2. The method as claimed in claim 1, wherein said estimating
comprises finding a time delay that removes a time difference
between said first and second input channel signals and wherein
said deriving comprises; deriving the mid-signal as a sum of one of
said first and second input channel signals shifted by said time
delay and the other one of said first and second input channel
signals; and deriving the side signal as a difference between the
shifted one of said first and second input channel signals and the
other one of said first and second input channel signals.
3. The method as claimed in claim 1, wherein said estimating
comprises determining an angle that represents direction of said
sound source with respect to said known locations.

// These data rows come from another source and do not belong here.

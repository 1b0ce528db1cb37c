//! Notification vocabulary, validation, and the delivery state machine.
//!
//! String values match the `notifications` table and the JSON wire format,
//! which keep the names used by existing clients (`PENDIENTE`, `ENVIADA`, ...).

use std::fmt;

use serde::{Deserialize, Serialize};

use crate::channels::{CHANNEL_EMAIL, CHANNEL_SMS, CHANNEL_WHATSAPP, VALID_CHANNELS};
use crate::error::CoreError;
use crate::types::{DbId, Timestamp};

// ---------------------------------------------------------------------------
// State constants
// ---------------------------------------------------------------------------

/// Created and waiting for (another) delivery attempt.
pub const STATE_PENDING: &str = "PENDIENTE";
/// Delivered successfully. Terminal.
pub const STATE_SENT: &str = "ENVIADA";
/// Attempts exhausted. Only an explicit retry revives it.
pub const STATE_FAILED: &str = "FALLIDA";
/// Cancelled by a user before delivery. Terminal.
pub const STATE_CANCELLED: &str = "CANCELADA";

/// All valid notification states.
pub const VALID_STATES: &[&str] = &[STATE_PENDING, STATE_SENT, STATE_FAILED, STATE_CANCELLED];

// ---------------------------------------------------------------------------
// Category constants
// ---------------------------------------------------------------------------

pub const CATEGORY_CONTRACT_EXPIRY: &str = "VENCIMIENTO_CONTRATO";
pub const CATEGORY_PAYMENT_DUE: &str = "PAGO_PENDIENTE";
pub const CATEGORY_PAYMENT_OVERDUE: &str = "PAGO_VENCIDO";
pub const CATEGORY_PAYMENT_CONFIRMATION: &str = "CONFIRMACION_PAGO";
pub const CATEGORY_GENERAL_REMINDER: &str = "RECORDATORIO_GENERAL";
pub const CATEGORY_DELINQUENCY_ALERT: &str = "ALERTA_MOROSIDAD";

/// All valid notification categories.
pub const VALID_CATEGORIES: &[&str] = &[
    CATEGORY_CONTRACT_EXPIRY,
    CATEGORY_PAYMENT_DUE,
    CATEGORY_PAYMENT_OVERDUE,
    CATEGORY_PAYMENT_CONFIRMATION,
    CATEGORY_GENERAL_REMINDER,
    CATEGORY_DELINQUENCY_ALERT,
];

// ---------------------------------------------------------------------------
// NotificationState
// ---------------------------------------------------------------------------

/// Delivery state of a notification record.
#[derive(Debug, Clone, Copy, PartialEq, Eq, Hash, Serialize, Deserialize)]
pub enum NotificationState {
    #[serde(rename = "PENDIENTE")]
    Pending,
    #[serde(rename = "ENVIADA")]
    Sent,
    #[serde(rename = "FALLIDA")]
    Failed,
    #[serde(rename = "CANCELADA")]
    Cancelled,
}

impl NotificationState {
    /// Return the database string representation.
    pub fn as_str(&self) -> &'static str {
        match self {
            Self::Pending => STATE_PENDING,
            Self::Sent => STATE_SENT,
            Self::Failed => STATE_FAILED,
            Self::Cancelled => STATE_CANCELLED,
        }
    }

    /// Parse from a string, returning an error for unknown states.
    pub fn from_str(s: &str) -> Result<Self, CoreError> {
        match s {
            STATE_PENDING => Ok(Self::Pending),
            STATE_SENT => Ok(Self::Sent),
            STATE_FAILED => Ok(Self::Failed),
            STATE_CANCELLED => Ok(Self::Cancelled),
            other => Err(CoreError::Validation(format!(
                "Unknown notification state: '{other}'. Valid states: {}",
                VALID_STATES.join(", ")
            ))),
        }
    }

    /// Whether a record in this state blocks creation of a duplicate.
    pub fn is_active(&self) -> bool {
        matches!(self, Self::Pending | Self::Sent)
    }

    /// Whether no transition out of this state exists at all.
    pub fn is_terminal(&self) -> bool {
        matches!(self, Self::Sent | Self::Cancelled)
    }
}

impl fmt::Display for NotificationState {
    fn fmt(&self, f: &mut fmt::Formatter<'_>) -> fmt::Result {
        f.write_str(self.as_str())
    }
}

impl TryFrom<String> for NotificationState {
    type Error = CoreError;

    fn try_from(value: String) -> Result<Self, Self::Error> {
        Self::from_str(&value)
    }
}

// ---------------------------------------------------------------------------
// NotificationType
// ---------------------------------------------------------------------------

/// Delivery channel of a single notification.
#[derive(Debug, Clone, Copy, PartialEq, Eq, Hash, Serialize, Deserialize)]
pub enum NotificationType {
    #[serde(rename = "EMAIL")]
    Email,
    #[serde(rename = "WHATSAPP")]
    Whatsapp,
    #[serde(rename = "SMS")]
    Sms,
}

impl NotificationType {
    /// Return the database string representation (also the channel name).
    pub fn as_str(&self) -> &'static str {
        match self {
            Self::Email => CHANNEL_EMAIL,
            Self::Whatsapp => CHANNEL_WHATSAPP,
            Self::Sms => CHANNEL_SMS,
        }
    }

    /// Parse from a string, returning an error for unknown types.
    pub fn from_str(s: &str) -> Result<Self, CoreError> {
        match s {
            CHANNEL_EMAIL => Ok(Self::Email),
            CHANNEL_WHATSAPP => Ok(Self::Whatsapp),
            CHANNEL_SMS => Ok(Self::Sms),
            other => Err(CoreError::Validation(format!(
                "Unknown notification type: '{other}'. Valid types: {}",
                VALID_CHANNELS.join(", ")
            ))),
        }
    }
}

impl fmt::Display for NotificationType {
    fn fmt(&self, f: &mut fmt::Formatter<'_>) -> fmt::Result {
        f.write_str(self.as_str())
    }
}

impl TryFrom<String> for NotificationType {
    type Error = CoreError;

    fn try_from(value: String) -> Result<Self, Self::Error> {
        Self::from_str(&value)
    }
}

// ---------------------------------------------------------------------------
// NotificationCategory
// ---------------------------------------------------------------------------

/// Business event family a notification belongs to. Policies are keyed by it.
#[derive(Debug, Clone, Copy, PartialEq, Eq, Hash, Serialize, Deserialize)]
pub enum NotificationCategory {
    #[serde(rename = "VENCIMIENTO_CONTRATO")]
    ContractExpiry,
    #[serde(rename = "PAGO_PENDIENTE")]
    PaymentDue,
    #[serde(rename = "PAGO_VENCIDO")]
    PaymentOverdue,
    #[serde(rename = "CONFIRMACION_PAGO")]
    PaymentConfirmation,
    #[serde(rename = "RECORDATORIO_GENERAL")]
    GeneralReminder,
    #[serde(rename = "ALERTA_MOROSIDAD")]
    DelinquencyAlert,
}

impl NotificationCategory {
    /// Return the database string representation.
    pub fn as_str(&self) -> &'static str {
        match self {
            Self::ContractExpiry => CATEGORY_CONTRACT_EXPIRY,
            Self::PaymentDue => CATEGORY_PAYMENT_DUE,
            Self::PaymentOverdue => CATEGORY_PAYMENT_OVERDUE,
            Self::PaymentConfirmation => CATEGORY_PAYMENT_CONFIRMATION,
            Self::GeneralReminder => CATEGORY_GENERAL_REMINDER,
            Self::DelinquencyAlert => CATEGORY_DELINQUENCY_ALERT,
        }
    }

    /// Parse from a string, returning an error for unknown categories.
    pub fn from_str(s: &str) -> Result<Self, CoreError> {
        match s {
            CATEGORY_CONTRACT_EXPIRY => Ok(Self::ContractExpiry),
            CATEGORY_PAYMENT_DUE => Ok(Self::PaymentDue),
            CATEGORY_PAYMENT_OVERDUE => Ok(Self::PaymentOverdue),
            CATEGORY_PAYMENT_CONFIRMATION => Ok(Self::PaymentConfirmation),
            CATEGORY_GENERAL_REMINDER => Ok(Self::GeneralReminder),
            CATEGORY_DELINQUENCY_ALERT => Ok(Self::DelinquencyAlert),
            other => Err(CoreError::Validation(format!(
                "Unknown notification category: '{other}'. Valid categories: {}",
                VALID_CATEGORIES.join(", ")
            ))),
        }
    }
}

impl fmt::Display for NotificationCategory {
    fn fmt(&self, f: &mut fmt::Formatter<'_>) -> fmt::Result {
        f.write_str(self.as_str())
    }
}

impl TryFrom<String> for NotificationCategory {
    type Error = CoreError;

    fn try_from(value: String) -> Result<Self, Self::Error> {
        Self::from_str(&value)
    }
}

// ---------------------------------------------------------------------------
// State machine
// ---------------------------------------------------------------------------

/// Allowed notification state changes.
///
/// `Pending -> Pending` after a failed attempt is not a state change; the
/// attempt counter moves but the state does not.
pub mod state_machine {
    use super::NotificationState::{self, *};
    use crate::error::CoreError;

    /// Returns the set of states reachable from `from`.
    ///
    /// `Failed -> Pending` exists only for the explicit retry operation.
    pub fn valid_transitions(from: NotificationState) -> &'static [NotificationState] {
        match from {
            Pending => &[Sent, Failed, Cancelled],
            Failed => &[Pending],
            Sent | Cancelled => &[],
        }
    }

    /// Check whether a transition from `from` to `to` is valid.
    pub fn can_transition(from: NotificationState, to: NotificationState) -> bool {
        valid_transitions(from).contains(&to)
    }

    /// Validate a state transition, returning `InvalidTransition` for invalid ones.
    pub fn validate_transition(
        from: NotificationState,
        to: NotificationState,
    ) -> Result<(), CoreError> {
        if can_transition(from, to) {
            Ok(())
        } else {
            Err(CoreError::InvalidTransition { from, to })
        }
    }
}

// ---------------------------------------------------------------------------
// Creation input
// ---------------------------------------------------------------------------

/// Body of a create request, as sent by clients or business modules.
///
/// The tenant is deliberately absent: it always comes from the verified
/// credential of the calling request.
#[derive(Debug, Clone, Default, Deserialize)]
pub struct CreateNotificationRequest {
    pub person_id: Option<DbId>,
    pub notification_type: Option<NotificationType>,
    pub category: Option<NotificationCategory>,
    pub destination: Option<String>,
    pub subject: Option<String>,
    pub body: Option<String>,
    pub reference_type: Option<String>,
    pub reference_id: Option<DbId>,
    pub scheduled_at: Option<Timestamp>,
}

/// A validated notification ready to be stored for a specific tenant.
#[derive(Debug, Clone, PartialEq, Eq)]
pub struct NewNotification {
    pub tenant_id: DbId,
    pub person_id: Option<DbId>,
    pub notification_type: NotificationType,
    pub category: NotificationCategory,
    pub destination: String,
    pub subject: String,
    pub body: String,
    pub reference_type: Option<String>,
    pub reference_id: Option<DbId>,
    pub scheduled_at: Option<Timestamp>,
}

/// The tuple under which at most one active notification may exist.
#[derive(Debug, Clone, PartialEq, Eq, Hash)]
pub struct DedupKey {
    pub tenant_id: DbId,
    pub person_id: Option<DbId>,
    pub category: NotificationCategory,
    pub reference_type: Option<String>,
    pub reference_id: Option<DbId>,
}

impl CreateNotificationRequest {
    /// Validate required fields and bind the request to `tenant_id`.
    ///
    /// Category and type must be present; destination, subject, and body
    /// must contain at least one non-whitespace character.
    pub fn into_new(self, tenant_id: DbId) -> Result<NewNotification, CoreError> {
        let category = self
            .category
            .ok_or_else(|| CoreError::Validation("category is required".to_string()))?;
        let notification_type = self
            .notification_type
            .ok_or_else(|| CoreError::Validation("notification_type is required".to_string()))?;
        let destination = require_non_blank("destination", self.destination)?;
        let subject = require_non_blank("subject", self.subject)?;
        let body = require_non_blank("body", self.body)?;

        Ok(NewNotification {
            tenant_id,
            person_id: self.person_id,
            notification_type,
            category,
            destination,
            subject,
            body,
            reference_type: self.reference_type.filter(|t| !t.trim().is_empty()),
            reference_id: self.reference_id,
            scheduled_at: self.scheduled_at,
        })
    }
}

impl NewNotification {
    /// The deduplication tuple for this notification.
    pub fn dedup_key(&self) -> DedupKey {
        DedupKey {
            tenant_id: self.tenant_id,
            person_id: self.person_id,
            category: self.category,
            reference_type: self.reference_type.clone(),
            reference_id: self.reference_id,
        }
    }
}

/// Validate that a required text field is present and not blank.
pub fn require_non_blank(field: &str, value: Option<String>) -> Result<String, CoreError> {
    match value {
        Some(v) if !v.trim().is_empty() => Ok(v),
        _ => Err(CoreError::Validation(format!("{field} must not be blank"))),
    }
}
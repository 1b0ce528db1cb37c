//! PostgreSQL access for notifications and notification policies.
//!
//! - [`models`] -- row types decoded with `sqlx::FromRow`.
//! - [`repositories`] -- zero-sized repositories taking `&PgPool`.

use sqlx::postgres::PgPoolOptions;

pub mod models;
pub mod repositories;

pub type DbPool = sqlx::PgPool;

/// Create a connection pool from a database URL.
pub async fn create_pool(database_url: &str) -> Result<DbPool, sqlx::Error> {
    PgPoolOptions::new()
        .max_connections(20)
        .connect(database_url)
        .await
}

/// Verify the database answers a trivial query.
pub async fn health_check(pool: &DbPool) -> Result<(), sqlx::Error> {
    sqlx::query("SELECT 1").execute(pool).await?;
    Ok(())
}

/// Apply all pending migrations from `db/migrations`.
pub async fn run_migrations(pool: &DbPool) -> Result<(), sqlx::migrate::MigrateError> {
    sqlx::migrate!("../../db/migrations").run(pool).await
}
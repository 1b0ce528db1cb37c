//! Route definitions for the `/notifications` resource.

use axum::routing::{get, post};
use axum::Router;

use crate::handlers::notifications;
use crate::state::AppState;

/// Routes mounted at `/notifications`.
///
/// ```text
/// GET    /                          -> list_notifications
/// POST   /                          -> create_notification
/// GET    /summary                   -> summary
/// POST   /retry-failed              -> retry_failed
/// GET    /{id}                      -> get_notification
/// POST   /{id}/send                 -> send_notification
/// POST   /{id}/cancel               -> cancel_notification
/// GET    /person/{person_id}        -> by_person
/// GET    /state/{state}             -> by_state
/// GET    /category/{category}       -> by_category
/// ```
pub fn router() -> Router<AppState> {
    Router::new()
        .route(
            "/",
            get(notifications::list_notifications).post(notifications::create_notification),
        )
        .route("/summary", get(notifications::summary))
        .route("/retry-failed", post(notifications::retry_failed))
        .route("/{id}", get(notifications::get_notification))
        .route("/{id}/send", post(notifications::send_notification))
        .route("/{id}/cancel", post(notifications::cancel_notification))
        .route("/person/{person_id}", get(notifications::by_person))
        .route("/state/{state}", get(notifications::by_state))
        .route("/category/{category}", get(notifications::by_category))
}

4. The method as claimed in claim 1, wherein said estimating
comprises estimating the directional information separately in a
plurality of subbands of said multiple input channel signals; and
said deriving comprises deriving the mid-signal and the side
signals in said plurality of subbands.
5. The method as claimed in claim 1, wherein said estimating and
said deriving are carried out on frequency-domain signals.
6. The method as claimed in claim 1, wherein said generating
comprises encoding the mid-signal to obtain an encoded mid-signal;
encoding the side signal to obtain an encoded side signal; and
encoding the estimated directional information to obtain encoded
directional information.
7. The method as claimed in claim 6, further comprising
transmitting the encoded mid-signal, the encoded side signal and
the encoded directional information.
8. The method as claimed in claim 7, further comprising receiving
the encoded mid-signal, the encoded side signal and the encoded
directional information and wherein said generating further
comprises decoding the encoded mid-signal to obtain the mid-signal;
decoding the encoded side signal to obtain the side-signal; and
decoding the encoded directional information to obtain the
estimated directional information.
9. The method as claimed in claim 1, wherein said output signal
consists of two output channels.
10. The method as claimed in claim 1, wherein processing comprises
applying, to subbands of said mid-signal below a certain frequency,
left and right head related transfer functions to determine
respective subbands of the left and right mid-signals; applying, to
subbands of the mid-signal above said certain frequency, magnitude
of said left and right head related transfers functions and a fixed
delay corresponding to said head related transfer functions to
determine the respective subbands of the left and right mid-signal;
and applying, to subbands of the side signal, said fixed delay to
determine left and right side signals, and wherein combining
comprises combining the left mid-signal with the left side signal
and combining the right mid-signal with the right side signal.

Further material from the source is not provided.